Blueprints have been drawn for a dining room on the east side, 23’ by 43’, kitchen in the middle of the building and tap room at the west end with side entrance where plate lunches would be served also.  Mr. Wagner, his wife, three sons and daughter have been successfully operating their present restaurant for a number of years.

•••••••••

There is a big difference between the demands made for services on the part of the city today as compared to the horse-and-buggy days; Alderman C. B. Dresden informed us. These all cost money, and just where to draw the line is a matter that calls for tact and careful consideration.  If people want less spent on street cleaning, lighting, snow removal, policing, poor relief, old-age pensions, workmen’s compensation, unemployment insurance, library, park and other items, then taxes might be reduced.

 

Mr. Dresden recalled in the old days the city had one policeman, who also was street commissioner and looked after the opera house.                                                                                               

•••••••••

Mr. and Mrs.
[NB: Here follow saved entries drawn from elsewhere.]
//! Entity tags for secret owners, grant subjects and agents.

use once_cell::sync::Lazy;
use regex::Regex;
use serde::{Deserialize, Deserializer, Serialize, Serializer};
use std::fmt;
use std::str::FromStr;

use super::error::SecretsError;

static APPLICATION_NAME: Lazy<Regex> = Lazy::new(|| {
    Regex::new(r"^[a-z][a-z0-9]*(?:-[a-z0-9]*[a-z][a-z0-9]*)*$").expect("application pattern is valid")
});

/// Kind of entity a tag refers to.
#[derive(Debug, Clone, Copy, PartialEq, Eq, PartialOrd, Ord, Hash, Serialize, Deserialize)]
#[serde(rename_all = "snake_case")]
pub enum TagKind {
    Unit,
    Application,
    Model,
}

impl TagKind {
    pub fn as_str(&self) -> &'static str {
        match self {
            Self::Unit => "unit",
            Self::Application => "application",
            Self::Model => "model",
        }
    }
}

impl fmt::Display for TagKind {
    fn fmt(&self, f: &mut fmt::Formatter<'_>) -> fmt::Result {
        write!(f, "{}", self.as_str())
    }
}

/// `<kind>-<id>` reference to a unit, application or model.
///
/// Units are named `<application>/<number>` and tagged as
/// `unit-<application>-<number>`.
#[derive(Debug, Clone, PartialEq, Eq, PartialOrd, Ord, Hash)]
pub struct EntityTag {
    kind: TagKind,
    id: String,
}

impl EntityTag {
    pub fn unit(name: &str) -> Result<Self, SecretsError> {
        let (app, number) = name.split_once('/').ok_or_else(|| {
            SecretsError::validation_field(format!("invalid unit name {:?}", name), "tag")
        })?;
        if !APPLICATION_NAME.is_match(app) || number.is_empty() || number.parse::<u32>().is_err() {
            return Err(SecretsError::validation_field(format!("invalid unit name {:?}", name), "tag"));
        }
        Ok(Self { kind: TagKind::Unit, id: name.to_string() })
    }

    pub fn application(name: &str) -> Result<Self, SecretsError> {
        if !APPLICATION_NAME.is_match(name) {
            return Err(SecretsError::validation_field(
                format!("invalid application name {:?}", name),
                "tag",
            ));
        }
        Ok(Self { kind: TagKind::Application, id: name.to_string() })
    }

    pub fn model(uuid: uuid::Uuid) -> Self {
        Self { kind: TagKind::Model, id: uuid.to_string() }
    }

    pub fn kind(&self) -> TagKind {
        self.kind
    }

    /// The entity id: unit name, application name or model uuid.
    pub fn id(&self) -> &str {
        &self.id
    }

    /// Application a unit belongs to, or the application itself.
    pub fn application_name(&self) -> Option<&str> {
        match self.kind {
            TagKind::Unit => self.id.split_once('/').map(|(app, _)| app),
            TagKind::Application => Some(&self.id),
            TagKind::Model => None,
        }
    }
}

impl fmt::Display for EntityTag {
    fn fmt(&self, f: &mut fmt::Formatter<'_>) -> fmt::Result {
        match self.kind {
            TagKind::Unit => write!(f, "unit-{}", self.id.replace('/', "-")),
            _ => write!(f, "{}-{}", self.kind, self.id),
        }
    }
}

impl FromStr for EntityTag {
    type Err = SecretsError;

    fn from_str(s: &str) -> Result<Self, Self::Err> {
        let s = s.trim();
        if s.contains('/') {
            return Self::unit(s);
        }
        if let Some(rest) = s.strip_prefix("unit-") {
            let (app, number) = rest.rsplit_once('-').ok_or_else(|| {
                SecretsError::validation_field(format!("invalid unit tag {:?}", s), "tag")
            })?;
            return Self::unit(&format!("{}/{}", app, number));
        }
        if let Some(rest) = s.strip_prefix("application-") {
            return Self::application(rest);
        }
        if let Some(rest) = s.strip_prefix("model-") {
            let uuid = uuid::Uuid::parse_str(rest).map_err(|_| {
                SecretsError::validation_field(format!("invalid model tag {:?}", s), "tag")
            })?;
            return Ok(Self::model(uuid));
        }
        Err(SecretsError::validation_field(format!("{:?} is not a valid entity tag", s), "tag"))
    }
}

impl Serialize for EntityTag {
    fn serialize<S: Serializer>(&self, serializer: S) -> Result<S::Ok, S::Error> {
        serializer.collect_str(self)
    }
}

impl<'de> Deserialize<'de> for EntityTag {
    fn deserialize<D: Deserializer<'de>>(deserializer: D) -> Result<Self, D::Error> {
        let raw = String::deserialize(deserializer)?;
        raw.parse().map_err(serde::de::Error::custom)
    }
}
Joe Felser have begun remodeling their home on the corner of West and West Fourth Streets.  Mr. Felser, who is employed with H. P. Ghent, built a porch at the Ghent shop and with the assistance of relatives and friends; he added it to the east end of his house Sunday.  Other improvements will follow.

•••••••••

A crew of men from the Humbird section has been traveling by truck to Hay Creek, north of Tioga, where they are brushing 20 acres of land, which will be flooded by the new lake to be created by a dam that will be constructed at that point.  (The preparations were being made for Rock Dam Lake. DZ)

•••••••••

Ruggles, the pal of a dozen boys on South Hewett Street and one of the friendliest and happiest dogs in town, was killed by a car Monday. Ruggles would run and play with the boys, take part in their games, run after sticks or balls and was a general favorite. The boys feel they have lost a real friend and mourn his loss.

•••••••••

Several Dane County farmers, unwilling to scrap their old family cars merely because they became outmoded, are converting them into useful pieces of farm machinery.  By taking out the car engine for the power unit and combining it with a used truck transmission, a considerable number of the farmers are reported to have made farm tractors at a very small cost. Such tractors, they find, are suitable for doing such work as plowing, disking, harrowing, and for pulling grain binders and mowers.                                                                               

•••••••••

The Lakeshire Cheese Company plant in Loyal will cease to take in milk after March 31, 1938, according to notices given patrons and drivers last week.

 

No official announcement has been made by Lakeshire officials up to this time, as to their future plans for the plant.

 

The Lakeshire plant there is one of the largest in the state.  It is reported that because the plant is not receiving enough milk, it is the reason for the action taken by the Lakeshire officials. 

•••••••••

The business section of Neillsville was given the first thorough street cleaning of the spring season during the past week.

 

A crew of men with shovels and brooms cleaned up the sand put on ice last winter along with other filth, which was gathered up and hauled away. The high winds of the past week caused quite a lot of dust to be blown about, making the cleanup advisable.

 

 

With batten board siding, this was the logging camp home of Harrison Sterns, his wife, child and mother-in-law.  Sterns was one of several relatives employed in N. C. Foster’s operations. The accommodations were at a camp north of Fairchild in the 1880s, now Town of Foster.  N. C. Foster Enterprises was instrumental in the economic growth of the Fairchild area in the late 1800s and early 1900s.  Foster founded and owned a railroad, which branched out different directions from Fairchild. Clark County’s towns of Foster were named after N. C. Foster, as he bought government land in that area to log off, transporting logs out by rail to his saw mill and for distribution out of the area.  One railroad line ran northeast of Fairchild, with loading platforms at mentor, Tioga, Gorman, Willard, Owego, Greenwood, Shilling, Coxie, Bright and Owen, where it ended.